A recent dialogue session on Sustainability turned my understanding of the Internal Audit maturity levels upside down.
The roots of Internal Audit lays in providing assurance on the company’s financials, and at later stage including some non-financial KPI’s, which are now embedded in the organization’s governance, culture, systems and processes. Most Internal Auditors/departments added capabilities and grew from assurance provider, through problem solver to insight generator, and some to trusted advisor providing valued added services and proactive strategy advise to the business. For several years, one could find articles and trainings on how Internal Audit could evolve from being a “police agent” to the business’ trusted advisor (often ignoring the question whether that would be the most suitable maturity for their organization).
In the “Knowledge lab Internal Sustainability Audit” organized by RGP and Sustainalize, both Internal Auditors and Sustainability Managers exchanged their experiences and challenges. And yes; auditing a sustainability report, or sustainability elements in an integrated report, is in principle no different than auditing any other non-financial KPI. “In principle” because the many guidelines and standards do add complexity. Also measuring, recording, reporting and auditing sustainability KPI’s require a lot of explaining, discussing, adjusting process and systems, before it becomes business as usual
Internal Audit can support to increase transparency on the organization’s environmental footprint, ratings, and progress on the selected sustainability goals. How? As a start by supporting the management to develop the sustainability strategy. As Internal Audit usually has a deep understanding of the organization’s processes, systems, risks and controls, they can help translate the sustainability strategy in the organization’s daily operating model and define KPI’s. Activities which fit the role of insight generator and trusted advisor.

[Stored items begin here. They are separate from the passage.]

//! Per-build revision state persistence.
//!
//! The core never caches revision states itself. Hosts persist the state a
//! build produced and hand it back as the next build's baseline through a
//! [`RevisionStore`].

use std::collections::HashMap;
use std::path::{Path, PathBuf};

use chrono::{DateTime, Utc};
use serde::{Deserialize, Serialize};
use tracing::debug;
use userspace_protocol::BaselineState;

use crate::error::{ScmError, ScmResult};

/// Saves and loads one baseline per build.
#[async_trait::async_trait]
pub trait RevisionStore: Send + Sync {
    /// Persist the state of `build_id`, replacing any previous one.
    async fn save(&self, build_id: &str, state: &BaselineState) -> ScmResult<()>;

    /// Load the state of `build_id`, if one was saved.
    async fn load(&self, build_id: &str) -> ScmResult<Option<BaselineState>>;
}

/// In-memory store for tests and short-lived hosts.
#[derive(Debug, Default)]
pub struct InMemoryRevisionStore {
    states: std::sync::RwLock<HashMap<String, BaselineState>>,
}

impl InMemoryRevisionStore {
    /// Create an empty store.
    #[must_use]
    pub fn new() -> Self {
        Self::default()
    }
}

#[async_trait::async_trait]
impl RevisionStore for InMemoryRevisionStore {
    async fn save(&self, build_id: &str, state: &BaselineState) -> ScmResult<()> {
        let mut states = self
            .states
            .write()
            .map_err(|_| ScmError::Store("revision store lock poisoned".to_owned()))?;
        states.insert(build_id.to_owned(), state.clone());
        Ok(())
    }

    async fn load(&self, build_id: &str) -> ScmResult<Option<BaselineState>> {
        let states = self
            .states
            .read()
            .map_err(|_| ScmError::Store("revision store lock poisoned".to_owned()))?;
        Ok(states.get(build_id).cloned())
    }
}

#[derive(Debug, Serialize, Deserialize)]
struct StoredState {
    build_id: String,
    saved_at: DateTime<Utc>,
    state: BaselineState,
}

/// Stores each build's state as `<directory>/<build_id>.json`.
#[derive(Debug, Clone)]
pub struct FileRevisionStore {
    directory: PathBuf,
}

impl FileRevisionStore {
    /// Store files under `directory`, created on first save.
    #[must_use]
    pub fn new(directory: impl Into<PathBuf>) -> Self {
        Self {
            directory: directory.into(),
        }
    }

    /// Directory holding the state files.
    #[must_use]
    pub fn directory(&self) -> &Path {
        &self.directory
    }

    fn path_for(&self, build_id: &str) -> ScmResult<PathBuf> {
        let valid = !build_id.is_empty()
            && !build_id.starts_with('.')
            && build_id
                .chars()
                .all(|c| c.is_ascii_alphanumeric() || matches!(c, '-' | '_' | '.'));
        if !valid {
            return Err(ScmError::Store(format!("invalid build id: {build_id:?}")));
        }
        Ok(self.directory.join(format!("{build_id}.json")))
    }
}

#[async_trait::async_trait]
impl RevisionStore for FileRevisionStore {
    async fn save(&self, build_id: &str, state: &BaselineState) -> ScmResult<()> {
        let path = self.path_for(build_id)?;
        let record = StoredState {
            build_id: build_id.to_owned(),
            saved_at: Utc::now(),
            state: state.clone(),
        };
        let json = serde_json::to_vec_pretty(&record)
            .map_err(|e| ScmError::Store(format!("failed to encode state: {e}")))?;

        tokio::fs::create_dir_all(&self.directory)
            .await
            .map_err(|e| {
                ScmError::Store(format!(
                    "failed to create {}: {e}",
                    self.directory.display()
                ))
            })?;

        // Write then rename so a reader never sees a partial file.
        let tmp = path.with_extension("json.tmp");
        tokio::fs::write(&tmp, &json)
            .await
            .map_err(|e| ScmError::Store(format!("failed to write {}: {e}", tmp.display())))?;
        tokio::fs::rename(&tmp, &path)
            .await
            .map_err(|e| ScmError::Store(format!("failed to write {}: {e}", path.display())))?;

        debug!(build_id, path = %path.display(), "revision state saved");
        Ok(())
    }

    async fn load(&self, build_id: &str) -> ScmResult<Option<BaselineState>> {
        let path = self.path_for(build_id)?;
        let bytes = match tokio::fs::read(&path).await {
            Ok(bytes) => bytes,
            Err(e) if e.kind() == std::io::ErrorKind::NotFound => return Ok(None),
            Err(e) => {
                return Err(ScmError::Store(format!(
                    "failed to read {}: {e}",
                    path.display()
                )));
            },
        };
        let record: StoredState = serde_json::from_slice(&bytes)
            .map_err(|e| ScmError::Store(format!("failed to decode {}: {e}", path.display())))?;
        Ok(Some(record.state))
    }
}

However, while the organization is still developing and learning to uniformly measure, report and consolidate these new type of data, while an audit trail might be missing, while manual activities are high or systems not yet robust, auditing the sustainability or integrated report definitely differs from providing assurance on financial or established non-financial information. To be able provide limited or reasonable assurance on sustainability information, a next level of Internal Audit capability and maturity is needed.
So the Internal Audit maturity levels have changed over time. From trusted advisor and insight generator, to assurance provider as a next level.